Acompañamos a Heyman en su recorrido, mediado ya el libro, con un aparente retroceso hacia cosas más prosaicas como el muro o el pilar (simples o compuestos), avanzando luego hacia piezas cuya función estructural ha pasado inadvertida frecuentemente: pináculos y arbotantes, presentes en construcciones que no necesariamente son góticas, contrariamente a lo que induce el estereotipo que suele residir en nuestra mente. Singularmente atractivo resulta el acercamiento que propone para entender el funcionamiento de los fascinantes rosetones (con cuantía nula de acero, por cierto), o de las escaleras rectas o en espiral, con sus diversas tipologías.

El último tercio del libro se inicia con las torres -agujas incluidas- y las campanas, familiares pero desconocidas, como descubre asombrado el lector al seguir el rastro del maestro británico. Se cierra el libro con unas referencias históricas que ponen de relieve algo que, aunque obvio, es indispensable recordar: no puede entenderse el patrimonio construido sin conocer la Historia.

La prosa es precisa, de un inglés certero que requiere de alguna consulta al diccionario, ejercicio muy saludable, por cierto.
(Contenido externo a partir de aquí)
// ==========================================
// 考试监考排班系统 - 分配 API
// ==========================================
// 职责: 持有会话内的分配集合，串联 目录快照 → 引擎 → 存储
// 约束: 引擎或存储失败时会话集合保持不变
// 约束: 变更串行执行（持有集合锁直到写回完成）
// ==========================================

use std::sync::{Arc, Mutex, MutexGuard};

use serde::Serialize;
use tracing::{debug, error, info, warn};

use crate::api::error::{ApiError, ApiResult};
use crate::domain::assignment::Assignment;
use crate::domain::directory::DirectorySnapshot;
use crate::domain::exam::{Exam, ExamId};
use crate::engine::allocation::{AllocationEngine, AutoAssignSummary};
use crate::engine::query_view::{self, QueryView, StatsSummary};
use crate::i18n::{t, t_with_args};
use crate::repository::assignment_store::AssignmentStore;
use crate::repository::directory_repo::Directory;

// ==========================================
// AutoAssignReport - 自动分配报告
// ==========================================
/// 用于界面展示的自动分配结果
#[derive(Debug, Clone, Serialize)]
pub struct AutoAssignReport {
    pub created: Vec<Assignment>,
    pub summary: AutoAssignSummary,
    /// 按当前 locale 渲染的提示
    pub message: String,
}

// ==========================================
// AssignmentApi - 分配 API
// ==========================================

/// 分配API
///
/// 职责：
/// 1. 人工创建/编辑/删除分配
/// 2. 自动分配与教师互换
/// 3. 每次变更后整体写回 AssignmentStore
/// 4. 基于当前集合的只读统计
pub struct AssignmentApi {
    store: Arc<dyn AssignmentStore>,
    directory: Arc<dyn Directory>,
    engine: AllocationEngine,
    assignments: Mutex<Vec<Assignment>>,
}

impl AssignmentApi {
    /// 创建新的AssignmentApi实例（从存储加载一次分配集合）
    ///
    /// # 参数
    /// - store: 分配集合存储
    /// - directory: 教师/考场/考试目录
    pub fn new(store: Arc<dyn AssignmentStore>, directory: Arc<dyn Directory>) -> ApiResult<Self> {
        Self::with_engine(store, directory, AllocationEngine::new())
    }

    pub fn with_engine(
        store: Arc<dyn AssignmentStore>,
        directory: Arc<dyn Directory>,
        engine: AllocationEngine,
    ) -> ApiResult<Self> {
        let loaded = store
            .load()
            .map_err(|e| ApiError::StoreError(e.to_string()))?;
        info!(count = loaded.len(), "分配集合已加载");

        Ok(Self {
            store,
            directory,
            engine,
            assignments: Mutex::new(loaded),
        })
    }

    fn lock(&self) -> ApiResult<MutexGuard<'_, Vec<Assignment>>> {
        self.assignments
            .lock()
            .map_err(|e| ApiError::InternalError(format!("分配集合锁获取失败: {}", e)))
    }

    fn snapshot(&self) -> ApiResult<DirectorySnapshot> {
        Ok(self.directory.snapshot()?)
    }

    /// 写回存储成功后才替换会话集合
    fn commit(&self, session: &mut Vec<Assignment>, updated: Vec<Assignment>) -> ApiResult<()> {
        if let Err(e) = self.store.save(&updated) {
            error!(error = %e, "分配集合写回失败，会话集合保持不变");
            return Err(ApiError::StoreError(e.to_string()));
        }
        *session = updated;
        Ok(())
    }

    // ==========================================
    // 变更接口
    // ==========================================

    /// 人工创建分配
    ///
    /// # 返回
    /// - Ok(Assignment): 新分配（状态 Assigned）
    /// - Err(ApiError): NotFound / AlreadyAssigned / StoreError
    pub fn create_assignment(&self, exam_id: &str, hall_id: i64, teacher_id: i64) -> ApiResult<Assignment> {
        if exam_id.trim().is_empty() {
            return Err(ApiError::InvalidInput("考试ID不能为空".to_string()));
        }

        let directory = self.snapshot()?;
        let mut session = self.lock()?;
        let (updated, created) = self
            .engine
            .create(&ExamId::new(exam_id.trim()), hall_id, teacher_id, &session, &directory)
            .map_err(|e| {
                warn!(exam_id, hall_id, teacher_id, error = %e, "创建分配失败");
                ApiError::from(e)
            })?;
        self.commit(&mut session, updated)?;

        info!(
            assignment_id = %created.id,
            exam_id = %created.exam_id,
            hall_id,
            teacher_id,
            "分配已创建"
        );
        Ok(created)
    }

    /// 编辑分配的考场与教师
    pub fn update_assignment(&self, assignment_id: &str, hall_id: i64, teacher_id: i64) -> ApiResult<Assignment> {
        if assignment_id.trim().is_empty() {
            return Err(ApiError::InvalidInput("分配ID不能为空".to_string()));
        }

        let directory = self.snapshot()?;
        let mut session = self.lock()?;
        let (updated, edited) = self
            .engine
            .update(assignment_id, hall_id, teacher_id, &session, &directory)
            .map_err(|e| {
                warn!(assignment_id, hall_id, teacher_id, error = %e, "编辑分配失败");
                ApiError::from(e)
            })?;
        self.commit(&mut session, updated)?;

        info!(assignment_id, hall_id, teacher_id, "分配已更新");
        Ok(edited)
    }

    /// 删除分配
    pub fn remove_assignment(&self, assignment_id: &str) -> ApiResult<()> {
        if assignment_id.trim().is_empty() {
            return Err(ApiError::InvalidInput("分配ID不能为空".to_string()));
        }

        let mut session = self.lock()?;
        let updated = self.engine.remove(assignment_id, &session).map_err(|e| {
            warn!(assignment_id, error = %e, "删除分配失败");
            ApiError::from(e)
        })?;
        self.commit(&mut session, updated)?;

        info!(assignment_id, "分配已删除");
        Ok(())
    }

    /// 自动分配全部未分配考试
    pub fn auto_assign(&self) -> ApiResult<AutoAssignReport> {
        let directory = self.snapshot()?;
        let mut session = self.lock()?;
        let outcome = self.engine.auto_assign(&session, &directory).map_err(|e| {
            warn!(error = %e, "自动分配失败");
            ApiError::from(e)
        })?;
        self.commit(&mut session, outcome.assignments)?;

        let message = if outcome.created.is_empty() {
            t("assignment.auto_assign_nothing")
        } else {
            let exams = outcome.summary.exams_assigned.to_string();
            let teachers = outcome.summary.teachers_used.to_string();
            let halls = outcome.summary.halls_available.to_string();
            t_with_args(
                "assignment.auto_assign_done",
                &[
                    ("exams", exams.as_str()),
                    ("teachers", teachers.as_str()),
                    ("halls", halls.as_str()),
                ],
            )
        };
        info!(
            exams_assigned = outcome.summary.exams_assigned,
            round_robin_fallbacks = outcome.summary.round_robin_fallbacks,
            "自动分配完成"
        );

        Ok(AutoAssignReport {
            created: outcome.created,
            summary: outcome.summary,
            message,
        })
    }

    /// 互换两名教师的全部分配
    pub fn swap_teachers(&self, teacher_a: i64, teacher_b: i64) -> ApiResult<Vec<Assignment>> {
        let directory = self.snapshot()?;
        let mut session = self.lock()?;
        let updated = self
            .engine
            .swap(teacher_a, teacher_b, &session, &directory)
            .map_err(|e| {
                warn!(teacher_a, teacher_b, error = %e, "教师互换失败");
                ApiError::from(e)
            })?;
        self.commit(&mut session, updated)?;

        info!(teacher_a, teacher_b, "教师已互换");
        Ok(session.clone())
    }

    /// 清空全部分配
    pub fn clear_all(&self) -> ApiResult<usize> {
        let mut session = self.lock()?;
        let cleared = session.len();
        self.commit(&mut session, Vec::new())?;

        info!(cleared, "已清空全部分配");
        Ok(cleared)
    }

    // ==========================================
    // 查询接口
    // ==========================================

    /// 当前分配集合（按集合顺序）
    pub fn list_assignments(&self) -> ApiResult<Vec<Assignment>> {
        Ok(self.lock()?.clone())
    }

    pub fn get_assignment(&self, assignment_id: &str) -> ApiResult<Assignment> {
        self.lock()?
            .iter()
            .find(|a| a.id == assignment_id)
            .cloned()
            .ok_or_else(|| ApiError::NotFound {
                entity: "Assignment".to_string(),
                id: assignment_id.to_string(),
            })
    }

    pub fn unassigned_exams(&self) -> ApiResult<Vec<Exam>> {
        let directory = self.snapshot()?;
        let session = self.lock()?;
        let view = QueryView::new(&session, &directory);
        Ok(view.unassigned_exams().into_iter().cloned().collect())
    }

    pub fn stats_summary(&self) -> ApiResult<StatsSummary> {
        let directory = self.snapshot()?;
        let session = self.lock()?;
        let stats = QueryView::new(&session, &directory).stats_summary();
        debug!(?stats, "统计摘要");
        Ok(stats)
    }

    pub fn load_by_teacher(&self, teacher_id: i64) -> ApiResult<usize> {
        Ok(query_view::load_by_teacher(&self.lock()?, teacher_id))
    }

    pub fn bookings_by_hall(&self, hall_id: i64) -> ApiResult<usize> {
        Ok(query_view::bookings_by_hall(&self.lock()?, hall_id))
    }
}
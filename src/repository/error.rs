// ==========================================
// 考试监考排班系统 - 仓储层错误类型
// ==========================================
// 覆盖: 分配存储、目录来源、门户数据表
// 工具: thiserror 派生宏
// ==========================================

use thiserror::Error;

/// 仓储层错误类型
#[derive(Error, Debug)]
pub enum RepositoryError {
    // ===== 数据库错误 =====
    #[error("记录未找到: {entity} with id={id}")]
    NotFound { entity: String, id: String },

    #[error("数据库锁获取失败: {0}")]
    LockError(String),

    #[error("数据库查询失败: {0}")]
    DatabaseQueryError(String),

    #[error("唯一约束违反: {0}")]
    UniqueConstraintViolation(String),

    // ===== 存储载荷错误 =====
    #[error("序列化失败: {0}")]
    Serialization(String),

    // ===== 目录来源错误 =====
    #[error("目录数据读取失败: {0}")]
    DirectorySource(String),

    #[error("文件不存在: {0}")]
    FileNotFound(String),

    #[error("字段值错误 (field={field}): {message}")]
    FieldValueError { field: String, message: String },

    // ===== 业务规则错误 =====
    #[error("数据验证失败: {0}")]
    ValidationError(String),

    #[error("无效的状态转换: from={from} to={to}")]
    InvalidStateTransition { from: String, to: String },

    // ===== 通用错误 =====
    #[error("内部错误: {0}")]
    InternalError(String),

    #[error(transparent)]
    Other(#[from] anyhow::Error),
}

// 实现 From<rusqlite::Error>
impl From<rusqlite::Error> for RepositoryError {
    fn from(err: rusqlite::Error) -> Self {
        match err {
            rusqlite::Error::SqliteFailure(_, Some(msg)) => {
                if msg.contains("UNIQUE") {
                    RepositoryError::UniqueConstraintViolation(msg)
                } else {
                    RepositoryError::DatabaseQueryError(msg)
                }
            }
            rusqlite::Error::QueryReturnedNoRows => RepositoryError::NotFound {
                entity: "Unknown".to_string(),
                id: "Unknown".to_string(),
            },
            _ => RepositoryError::DatabaseQueryError(err.to_string()),
        }
    }
}

impl From<serde_json::Error> for RepositoryError {
    fn from(err: serde_json::Error) -> Self {
        RepositoryError::Serialization(err.to_string())
    }
}

impl From<csv::Error> for RepositoryError {
    fn from(err: csv::Error) -> Self {
        RepositoryError::DirectorySource(err.to_string())
    }
}

impl From<std::io::Error> for RepositoryError {
    fn from(err: std::io::Error) -> Self {
        RepositoryError::DirectorySource(err.to_string())
    }
}

/// Result 类型别名
pub type RepositoryResult<T> = Result<T, RepositoryError>;
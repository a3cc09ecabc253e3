// ==========================================
// 考试监考排班系统 - 领域模型层
// ==========================================
// 职责: 定义领域实体与类型
// 约束: 不含数据访问逻辑,不含引擎逻辑
// ==========================================

pub mod assignment;
pub mod directory;
pub mod exam;
pub mod hall;
pub mod portal;
pub mod teacher;
pub mod types;

// 重导出核心类型
pub use assignment::Assignment;
pub use directory::DirectorySnapshot;
pub use exam::{time_bucket, Exam, ExamId, UNSET_TIME_BUCKET};
pub use hall::Hall;
pub use portal::{AvailabilityEntry, ChangeRequest};
pub use teacher::{resolve_teacher_name, Teacher, UNNAMED_TEACHER};
pub use types::{AssignmentStatus, ChangeRequestStatus, DutyType, RequestType};
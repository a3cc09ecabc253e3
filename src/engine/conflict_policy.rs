// ==========================================
// 考试监考排班系统 - 冲突策略
// ==========================================
// 仅供自动分配使用的两类决策:
// 1) 考场适配: 同考场 + 同日期 + 同时间分桶 视为冲突
//    未设置时间的考试共享 "unset" 分桶
//    同考场同日期不同明确时间 不冲突
// 2) 平局规则: 负载相同取目录顺序靠前的教师
//             容量相同取目录顺序靠前的考场
// ==========================================

use crate::domain::assignment::Assignment;
use crate::domain::exam::Exam;
use crate::domain::hall::Hall;
use crate::domain::teacher::Teacher;
use chrono::NaiveDate;
use std::collections::{HashMap, HashSet};

// ==========================================
// TeacherLoad - 教师负载计数
// ==========================================
#[derive(Debug, Clone, Default)]
pub struct TeacherLoad {
    counts: HashMap<i64, usize>,
}

impl TeacherLoad {
    /// 以现有分配数量为初值
    pub fn seed(assignments: &[Assignment]) -> Self {
        let mut counts = HashMap::new();
        for assignment in assignments {
            *counts.entry(assignment.teacher_id).or_insert(0) += 1;
        }
        Self { counts }
    }

    pub fn get(&self, teacher_id: i64) -> usize {
        self.counts.get(&teacher_id).copied().unwrap_or(0)
    }

    pub fn increment(&mut self, teacher_id: i64) {
        *self.counts.entry(teacher_id).or_insert(0) += 1;
    }
}

// ==========================================
// HallBookings - 考场占用表
// ==========================================
// (考场, 日期) -> 已占用的时间分桶集合
#[derive(Debug, Clone, Default)]
pub struct HallBookings {
    booked: HashMap<(i64, NaiveDate), HashSet<String>>,
}

impl HallBookings {
    /// 以现有分配为初值
    pub fn seed(assignments: &[Assignment]) -> Self {
        let mut bookings = Self::default();
        for assignment in assignments {
            let (hall_id, date, bucket) = assignment.booking_key();
            bookings.book(hall_id, date, bucket);
        }
        bookings
    }

    pub fn book(&mut self, hall_id: i64, date: NaiveDate, bucket: String) {
        self.booked.entry((hall_id, date)).or_default().insert(bucket);
    }

    pub fn is_booked(&self, hall_id: i64, date: NaiveDate, bucket: &str) -> bool {
        self.booked
            .get(&(hall_id, date))
            .map(|buckets| buckets.contains(bucket))
            .unwrap_or(false)
    }
}

/// 考场选择结果
#[derive(Debug, Clone, Copy, PartialEq, Eq)]
pub enum HallChoice<'a> {
    /// 无冲突考场中容量最大者
    ConflictFree(&'a Hall),
    /// 无可用考场时按序号轮转
    RoundRobin(&'a Hall),
}

impl<'a> HallChoice<'a> {
    pub fn hall(&self) -> &'a Hall {
        match self {
            HallChoice::ConflictFree(hall) | HallChoice::RoundRobin(hall) => hall,
        }
    }
}

// ==========================================
// ConflictPolicy - 冲突策略
// ==========================================
#[derive(Debug, Clone, Copy, Default)]
pub struct ConflictPolicy;

impl ConflictPolicy {
    pub fn new() -> Self {
        Self
    }

    /// 考场是否可用于该考试
    pub fn is_hall_suitable(&self, bookings: &HallBookings, hall: &Hall, exam: &Exam) -> bool {
        !bookings.is_booked(hall.id, exam.date, &exam.time_bucket())
    }

    /// 选择当前负载最小的教师
    ///
    /// 只有严格更小才替换，保证平局取目录顺序第一位
    pub fn pick_teacher<'a>(&self, teachers: &'a [Teacher], load: &TeacherLoad) -> Option<&'a Teacher> {
        let mut best: Option<(&'a Teacher, usize)> = None;
        for teacher in teachers {
            let current = load.get(teacher.id);
            match best {
                Some((_, best_load)) if current >= best_load => {}
                _ => best = Some((teacher, current)),
            }
        }
        best.map(|(teacher, _)| teacher)
    }

    /// 选择考场
    ///
    /// # 参数
    /// - `exam_index`: 考试在本轮未分配列表中的序号（轮转回退使用）
    ///
    /// # 返回
    /// - None: 考场列表为空
    pub fn pick_hall<'a>(
        &self,
        halls: &'a [Hall],
        exam: &Exam,
        bookings: &HallBookings,
        exam_index: usize,
    ) -> Option<HallChoice<'a>> {
        if halls.is_empty() {
            return None;
        }

        let mut best: Option<&'a Hall> = None;
        for hall in halls.iter().filter(|h| self.is_hall_suitable(bookings, h, exam)) {
            match best {
                Some(current) if hall.capacity <= current.capacity => {}
                _ => best = Some(hall),
            }
        }

        Some(match best {
            Some(hall) => HallChoice::ConflictFree(hall),
            None => HallChoice::RoundRobin(&halls[exam_index % halls.len()]),
        })
    }
}

#[cfg(test)]
mod tests {
    use super::*;

    fn date(d: u32) -> NaiveDate {
        NaiveDate::from_ymd_opt(2024, 5, d).unwrap()
    }

    #[test]
    fn test_pick_teacher_breaks_ties_by_listing_order() {
        let policy = ConflictPolicy::new();
        let teachers = vec![
            Teacher::new(1, "T1", "Math"),
            Teacher::new(2, "T2", "Math"),
            Teacher::new(3, "T3", "Math"),
        ];
        let mut load = TeacherLoad::default();
        assert_eq!(policy.pick_teacher(&teachers, &load).unwrap().id, 1);

        load.increment(1);
        assert_eq!(policy.pick_teacher(&teachers, &load).unwrap().id, 2);

        load.increment(2);
        load.increment(3);
        assert_eq!(policy.pick_teacher(&teachers, &load).unwrap().id, 1);
    }

    #[test]
    fn test_pick_teacher_empty() {
        let policy = ConflictPolicy::new();
        assert!(policy.pick_teacher(&[], &TeacherLoad::default()).is_none());
    }

    #[test]
    fn test_pick_hall_prefers_largest_capacity_then_listing_order() {
        let policy = ConflictPolicy::new();
        let halls = vec![
            Hall::new(1, "Small", 30),
            Hall::new(2, "Big A", 120),
            Hall::new(3, "Big B", 120),
        ];
        let exam = Exam::new("E1", "Math", date(1), Some("09:00"));
        let choice = policy.pick_hall(&halls, &exam, &HallBookings::default(), 0).unwrap();
        assert_eq!(choice, HallChoice::ConflictFree(&halls[1]));
    }

    #[test]
    fn test_same_hall_different_time_is_allowed() {
        let policy = ConflictPolicy::new();
        let hall = Hall::new(1, "Hall A", 100);
        let mut bookings = HallBookings::default();
        bookings.book(1, date(1), "09:00".to_string());

        let morning = Exam::new("E1", "Math", date(1), Some("09:00"));
        let afternoon = Exam::new("E2", "Art", date(1), Some("14:00"));
        let next_day = Exam::new("E3", "Music", date(2), Some("09:00"));
        assert!(!policy.is_hall_suitable(&bookings, &hall, &morning));
        assert!(policy.is_hall_suitable(&bookings, &hall, &afternoon));
        assert!(policy.is_hall_suitable(&bookings, &hall, &next_day));
    }

    #[test]
    fn test_unset_times_conflict_with_each_other() {
        let policy = ConflictPolicy::new();
        let hall = Hall::new(1, "Hall A", 100);
        let mut bookings = HallBookings::default();
        bookings.book(1, date(1), "unset".to_string());

        let untimed = Exam::new("E1", "Math", date(1), None);
        let timed = Exam::new("E2", "Art", date(1), Some("09:00"));
        assert!(!policy.is_hall_suitable(&bookings, &hall, &untimed));
        assert!(policy.is_hall_suitable(&bookings, &hall, &timed));
    }

    #[test]
    fn test_round_robin_when_every_hall_is_booked() {
        let policy = ConflictPolicy::new();
        let halls = vec![Hall::new(1, "A", 10), Hall::new(2, "B", 20)];
        let mut bookings = HallBookings::default();
        bookings.book(1, date(1), "09:00".to_string());
        bookings.book(2, date(1), "09:00".to_string());
        let exam = Exam::new("E9", "Math", date(1), Some("09:00"));

        assert_eq!(
            policy.pick_hall(&halls, &exam, &bookings, 3),
            Some(HallChoice::RoundRobin(&halls[1]))
        );
        assert_eq!(
            policy.pick_hall(&halls, &exam, &bookings, 4),
            Some(HallChoice::RoundRobin(&halls[0]))
        );
        assert!(policy.pick_hall(&[], &exam, &bookings, 0).is_none());
    }
}
// ==========================================
// 考试监考排班系统 - 核心库
// ==========================================
// 职责: 监考分配（人工/自动/互换）、冲突规避、统计视图、教师门户
// 技术栈: Rust + SQLite
// ==========================================

// 初始化国际化系统
rust_i18n::i18n!("locales", fallback = "en");

// ==========================================
// 模块声明
// ==========================================

// 领域层 - 实体与类型
pub mod domain;

// 数据仓储层 - 存储与目录
pub mod repository;

// 引擎层 - 分配规则
pub mod engine;

// 配置层 - 系统配置
pub mod config;

// 数据库基础设施（连接初始化/PRAGMA 统一）
pub mod db;

// 日志系统
pub mod logging;

// 国际化
pub mod i18n;

// API 层 - 业务接口
pub mod api;

// 应用层 - 装配
pub mod app;

// ==========================================
// 重导出核心类型
// ==========================================

// 领域类型
pub use domain::types::{AssignmentStatus, ChangeRequestStatus, DutyType, RequestType};

// 领域实体
pub use domain::{Assignment, ChangeRequest, DirectorySnapshot, Exam, ExamId, Hall, Teacher};

// 引擎
pub use engine::{AllocationEngine, AllocationError, ConflictPolicy, QueryView};

// API
pub use api::{ApiError, AssignmentApi, PortalApi};

// ==========================================
// 常量定义
// ==========================================

// 系统版本
pub const VERSION: &str = env!("CARGO_PKG_VERSION");

// 系统名称
pub const APP_NAME: &str = "考试监考排班系统";
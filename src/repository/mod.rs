// ==========================================
// 考试监考排班系统 - 数据仓储层
// ==========================================
// 职责: 分配存储、目录来源、门户数据访问
// 约束: Repository 不含业务逻辑; 所有查询使用参数化
// ==========================================

pub mod assignment_store;
pub mod directory_repo;
pub mod error;
pub mod portal_repo;

// 重导出核心仓储
pub use assignment_store::{AssignmentStore, InMemoryAssignmentStore, SqliteAssignmentStore};
pub use directory_repo::{fallback_halls, CsvDirectory, Directory, FallbackHallsDirectory, InMemoryDirectory};
pub use error::{RepositoryError, RepositoryResult};
pub use portal_repo::PortalRepository;
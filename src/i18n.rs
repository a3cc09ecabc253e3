// ==========================================
// 考试监考排班系统 - 消息本地化
// ==========================================
// 消息文件: locales/en.yml（默认）, locales/zh-CN.yml
// 消息域:
// - error.*      ApiError::localized_message 渲染的用户提示
// - assignment.* 自动分配报告 (AutoAssignReport.message)
// 当前语言由 AppState 启动时按配置 app.locale 设置
// ==========================================
// 注意: rust_i18n::i18n! 宏已在 lib.rs 中初始化
// ==========================================

/// 获取当前语言
pub fn current_locale() -> String {
    rust_i18n::locale().to_string()
}

/// 设置语言（"en" 或 "zh-CN"，见 config::SUPPORTED_LOCALES）
pub fn set_locale(locale: &str) {
    rust_i18n::set_locale(locale);
}

/// 翻译消息（无参数）
///
/// # 示例
/// ```no_run
/// use invigilation_duty::i18n::t;
/// let msg = t("assignment.auto_assign_nothing");
/// ```
pub fn t(key: &str) -> String {
    rust_i18n::t!(key).to_string()
}

/// 翻译消息并替换 `%{name}` 占位符
///
/// 未出现在消息中的参数被忽略
///
/// # 示例
/// ```no_run
/// use invigilation_duty::i18n::t_with_args;
/// let msg = t_with_args("error.same_teacher", &[("teacher_id", "7")]);
/// ```
pub fn t_with_args(key: &str, args: &[(&str, &str)]) -> String {
    args.iter().fold(t(key), |message, (name, value)| {
        message.replace(&format!("%{{{}}}", name), value)
    })
}

// rust-i18n 的 locale 为全局状态，且 Rust 测试默认并行执行；
// 涉及 locale 的单元测试（包括 api::error）共用此锁串行化。
#[cfg(test)]
pub(crate) static LOCALE_TEST_LOCK: std::sync::Mutex<()> = std::sync::Mutex::new(());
El libro, lo hemos anticipado, tiene un sobrio prólogo de Santiago Huerta, arquitecto a quien tanto debemos los aficionados a estas construcciones y que tanto ha hecho, desde la Fundación Juan de Herrera, por difundir los escritos del profesor Heyman, entre otros muchos admirables autores.

Se trata, en suma, de un libro imprescindible para los ingenieros que quieran deleitarse con el disfrute del patrimonio construido. También lo es para los alumnos de nuestras Escuelas de Ingeniería, llamados a entender el patrimonio de estas obras para cumplir adecuadamente con el mandato y la responsabilidad de legarlo a quienes vengan detrás.